──────── Recorded information ────────

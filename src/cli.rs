// src/cli.rs
//! Command-line surface and command execution.

use std::io::{self, Write};
use std::path::PathBuf;

use anyhow::Result;
use chrono::{DateTime, Local, TimeZone, Utc};
use clap::{Parser, Subcommand};

use crate::config::{resolve_path, HoundConfig, Overrides};
use crate::ingest::providers::{history_activations, http_client, stats_activations};
use crate::ingest::types::{Event, Stat};
use crate::ingest::{aggregate, collect_stats, Collected};
use crate::render::Renderer;
use crate::setup;
use crate::timeline::layout;

/// Display a developer's activity stream from GitHub, GitLab and Jira.
#[derive(Debug, Parser)]
#[command(name = "hound")]
#[command(author, version, about, long_about = None)]
pub struct Cli {
    /// Houndfile path (defaults to $HOUND_CONFIG_PATH, then ./.houndfile).
    #[arg(long, global = true)]
    pub config: Option<PathBuf>,

    /// Disable terminal colors (also honored: NO_COLOR).
    #[arg(long, global = true)]
    pub plain: bool,

    /// The github user.
    #[arg(long = "github-user", visible_alias = "ghu", global = true)]
    pub github_user: Option<String>,

    /// The jira user name.
    #[arg(long = "jira-user", visible_alias = "ju", global = true)]
    pub jira_user: Option<String>,

    /// The jira user name to filter the activity feed.
    #[arg(long = "jira-feed-user", visible_alias = "jfu", global = true)]
    pub jira_feed_user: Option<String>,

    /// Command to run; `history` when omitted.
    #[command(subcommand)]
    pub command: Option<Command>,
}

#[derive(Debug, Clone, Copy, PartialEq, Eq, Subcommand)]
pub enum Command {
    /// Show the merged activity timeline, grouped by day.
    History,
    /// List repositories, projects and assigned issues per source.
    Stats,
    /// Create the houndfile interactively.
    Setup,
}

impl Cli {
    pub fn effective_command(&self) -> Command {
        self.command.unwrap_or(Command::History)
    }

    pub fn overrides(&self) -> Overrides {
        Overrides {
            github_user: self.github_user.clone(),
            jira_user: self.jira_user.clone(),
            jira_feed_user: self.jira_feed_user.clone(),
        }
    }

    pub fn color(&self) -> bool {
        !self.plain && std::env::var_os("NO_COLOR").is_none()
    }
}

/// Load the houndfile and apply command-line overrides. Missing or invalid
/// configuration stops the run before anything is fetched.
pub fn load_config(cli: &Cli) -> Result<HoundConfig> {
    let mut cfg = HoundConfig::load(cli.config.as_deref())?;
    cfg.apply_overrides(&cli.overrides());
    cfg.validate()?;
    Ok(cfg)
}

pub async fn execute(cli: &Cli) -> Result<()> {
    let renderer = Renderer::new(Local, cli.color());
    writeln!(io::stdout().lock(), "{}", renderer.banner())?;

    match cli.effective_command() {
        Command::Setup => {
            let path = resolve_path(cli.config.as_deref());
            let mut out = io::stdout().lock();
            let cfg = setup::prompt_config(io::stdin().lock(), &mut out)?;
            setup::write_config(&cfg, &path)?;
            writeln!(out, "Config file successfully created at {}", path.display())?;
        }
        Command::History => {
            let cfg = load_config(cli)?;
            let client = http_client()?;
            let activations = history_activations(&cfg, &client);
            let collected = aggregate(&activations, cfg.engine.dispatch_cfg()).await;
            write_history(&mut io::stdout().lock(), &renderer, &collected, Utc::now(), Local)?;
        }
        Command::Stats => {
            let cfg = load_config(cli)?;
            let client = http_client()?;
            let activations = stats_activations(&cfg, &client);
            let collected = collect_stats(&activations, cfg.engine.dispatch_cfg()).await;
            write_stats(&mut io::stdout().lock(), &renderer, &collected)?;
        }
    }
    Ok(())
}

fn write_incomplete<W: Write, T>(out: &mut W, collected: &Collected<T>) -> Result<()> {
    if !collected.is_complete() {
        writeln!(
            out,
            "aggregation timed out, {}/{} sources reported",
            collected.reported, collected.expected
        )?;
    }
    Ok(())
}

/// Day headers and one line per event, in timeline order.
pub fn write_history<W, Tz, R>(
    out: &mut W,
    renderer: &Renderer<R>,
    collected: &Collected<Event>,
    now: DateTime<Utc>,
    tz: Tz,
) -> Result<()>
where
    W: Write,
    Tz: TimeZone,
    R: TimeZone,
    R::Offset: std::fmt::Display,
{
    write_incomplete(out, collected)?;
    for line in renderer.timeline(&layout(&collected.items, now, tz)) {
        writeln!(out, "{line}")?;
    }
    Ok(())
}

pub fn write_stats<W, R>(out: &mut W, renderer: &Renderer<R>, collected: &Collected<Stat>) -> Result<()>
where
    W: Write,
    R: TimeZone,
    R::Offset: std::fmt::Display,
{
    write_incomplete(out, collected)?;
    for line in renderer.stats(&collected.items) {
        writeln!(out, "{line}")?;
    }
    Ok(())
}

────────

Word for word, retype each record.

## The completed task
filename src/cli.rs
// src/cli.rs
//! Command-line surface and command execution.

use std::io::{self, Write};
use std::path::PathBuf;

use anyhow::Result;
use chrono::{DateTime, Local, TimeZone, Utc};
use clap::{Parser, Subcommand};

use crate::config::{resolve_path, HoundConfig, Overrides};
use crate::ingest::providers::{history_activations, http_client, stats_activations};
use crate::ingest::types::{Event, Stat};
use crate::ingest::{aggregate, collect_stats, Collected};
use crate::render::Renderer;
use crate::setup;
use crate::timeline::layout;

/// Display a developer's activity stream from GitHub, GitLab and Jira.
#[derive(Debug, Parser)]
#[command(name = "hound")]
#[command(author, version, about, long_about = None)]
pub struct Cli {
    /// Houndfile path (defaults to $HOUND_CONFIG_PATH, then ./.houndfile).
    #[arg(long, global = true)]
    pub config: Option<PathBuf>,

    /// Disable terminal colors (also honored: NO_COLOR).
    #[arg(long, global = true)]
    pub plain: bool,

    /// The github user.
    #[arg(long = "github-user", visible_alias = "ghu", global = true)]
    pub github_user: Option<String>,

    /// The jira user name.
    #[arg(long = "jira-user", visible_alias = "ju", global = true)]
    pub jira_user: Option<String>,

    /// The jira user name to filter the activity feed.
    #[arg(long = "jira-feed-user", visible_alias = "jfu", global = true)]
    pub jira_feed_user: Option<String>,

    /// Command to run; `history` when omitted.
    #[command(subcommand)]
    pub command: Option<Command>,
}

#[derive(Debug, Clone, Copy, PartialEq, Eq, Subcommand)]
pub enum Command {
    /// Show the merged activity timeline, grouped by day.
    History,
    /// List repositories, projects and assigned issues per source.
    Stats,
    /// Create the houndfile interactively.
    Setup,
}

impl Cli {
    pub fn effective_command(&self) -> Command {
        self.command.unwrap_or(Command::History)
    }

    pub fn overrides(&self) -> Overrides {
        Overrides {
            github_user: self.github_user.clone(),
            jira_user: self.jira_user.clone(),
            jira_feed_user: self.jira_feed_user.clone(),
        }
    }

    pub fn color(&self) -> bool {
        !self.plain && std::env::var_os("NO_COLOR").is_none()
    }
}

/// Load the houndfile and apply command-line overrides. Missing or invalid
/// configuration stops the run before anything is fetched.
pub fn load_config(cli: &Cli) -> Result<HoundConfig> {
    let mut cfg = HoundConfig::load(cli.config.as_deref())?;
    cfg.apply_overrides(&cli.overrides());
    cfg.validate()?;
    Ok(cfg)
}

pub async fn execute(cli: &Cli) -> Result<()> {
    let renderer = Renderer::new(Local, cli.color());
    writeln!(io::stdout().lock(), "{}", renderer.banner())?;

    match cli.effective_command() {
        Command::Setup => {
            let path = resolve_path(cli.config.as_deref());
            let mut out = io::stdout().lock();
            let cfg = setup::prompt_config(io::stdin().lock(), &mut out)?;
            setup::write_config(&cfg, &path)?;
            writeln!(out, "Config file successfully created at {}", path.display())?;
        }
        Command::History => {
            let cfg = load_config(cli)?;
            let client = http_client()?;
            let activations = history_activations(&cfg, &client);
            let collected = aggregate(&activations, cfg.engine.dispatch_cfg()).await;
            write_history(&mut io::stdout().lock(), &renderer, &collected, Utc::now(), Local)?;
        }
        Command::Stats => {
            let cfg = load_config(cli)?;
            let client = http_client()?;
            let activations = stats_activations(&cfg, &client);
            let collected = collect_stats(&activations, cfg.engine.dispatch_cfg()).await;
            write_stats(&mut io::stdout().lock(), &renderer, &collected)?;
        }
    }
    Ok(())
}

fn write_incomplete<W: Write, T>(out: &mut W, collected: &Collected<T>) -> Result<()> {
    if !collected.is_complete() {
        writeln!(
            out,
            "aggregation timed out, {}/{} sources reported",
            collected.reported, collected.expected
        )?;
    }
    Ok(())
}

/// Day headers and one line per event, in timeline order.
pub fn write_history<W, Tz, R>(
    out: &mut W,
    renderer: &Renderer<R>,
    collected: &Collected<Event>,
    now: DateTime<Utc>,
    tz: Tz,
) -> Result<()>
where
    W: Write,
    Tz: TimeZone,
    R: TimeZone,
    R::Offset: std::fmt::Display,
{
    write_incomplete(out, collected)?;
    for line in renderer.timeline(&layout(&collected.items, now, tz)) {
        writeln!(out, "{line}")?;
    }
    Ok(())
}

pub fn write_stats<W, R>(out: &mut W, renderer: &Renderer<R>, collected: &Collected<Stat>) -> Result<()>
where
    W: Write,
    R: TimeZone,
    R::Offset: std::fmt::Display,
{
    write_incomplete(out, collected)?;
    for line in renderer.stats(&collected.items) {
        writeln!(out, "{line}")?;
    }
    Ok(())
}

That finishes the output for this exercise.